Information governance

Whilst linked to IT, information governance (IG) appeared in these narratives as a separate, complex issue. Respondents described unanticipated problems relating to inflexible governance procedures and disparity in governance protocols between organisations. These were described as ‘hurdles’ and ‘organisational hoops.’ Cultural differences were found between different types of organisation and between healthcare sectors. The quotes below reflect embedded perceptions of approaches to information governance in primary and secondary care respectively, with direct implications for implementation processes:

…the information governance at the hospital is much tighter than it is in general practice and so what we think is reasonable data to see, the hospital are not altogether happy. So they tend to insert much more stringent criteria than we do. (GP site lead)

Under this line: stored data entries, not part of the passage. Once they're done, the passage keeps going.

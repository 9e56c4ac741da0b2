//! Cadenza Core Library
//!
//! This crate provides the domain models, error types and configuration shared
//! by every Cadenza component: the storage layer, the transcoding pipeline,
//! the catalog store, the integrity engine and the HTTP API.

pub mod config;
pub mod constants;
pub mod error;
pub mod models;

// Re-export commonly used types
pub use config::Config;
pub use error::{AppError, ErrorMetadata, LogLevel};
pub use models::{
    AssetCategory, CatalogEntry, DeleteRequest, DependentConflict, DependentRecord,
    DependentRule, EntityKind, MatchKind, MimeClass, StoredAssetDescriptor,
};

We’re a big organisation, we have very stringent governance procedures…what the demonstrator’s done is put us working with small, independent businesses, and I guess there’s a flexibility [for general practices]... I think they’ve been a bit frustrated in dealing with a fairly bureaucratic system... [Proposed interventions] had lots of IG issues in them…there were processes to go through. We couldn’t just say ‘yeah, fine, we can do that tomorrow’... (Hospital manager)

A dialogical approach was therefore required in the demonstrator sites to reconcile these perspectives to allow effective collaboration to take place between different organisations, particularly between primary and secondary care.

The human issues of trust and relationships had important implications for IG. The following quote illustrates the need to gain the trust of practices, which here seem to be portrayed as protective or cautious, in order for people outside the practice to access data:

We’ve got to earn the trust of the GP practices. First of all, to allow read only access. So that’s been a big barrier to break down, because the practice managers were not keen to allow, even, read only access, and to allow people to actually enter data onto it, that’s a step too far at the moment. (Manager)

Whilst the provision of honorary contracts offered partial solutions to IG issues, more fundamental solutions involved open and early dialogue.?>

Workforce and organisational development

Several respondents in each of the four sites extending GP opening hours mentioned the challenge of GP capacity, raising issues such as skill shortages, concerns about work-life balance and sustainability:

…one of the main problems I think is getting the clinical cover ... they may be able to do it for so long but it’s not sustainable on a long term basis (Site lead)

These pilots aimed to provide additional routine appointments, rather than conventional out of hours care. Thus, alongside routine GP appointments, nurse appointments were also offered. However, there was no standard practice nurse training or skillset amongst nurses working at the sites; therefore, they were not necessarily ‘interchangeable’, yet, this was not always considered when allocating nurses to appointment slots:

…somebody turned up for a diabetic check-up and the nurse who was on couldn’t do it... (GP)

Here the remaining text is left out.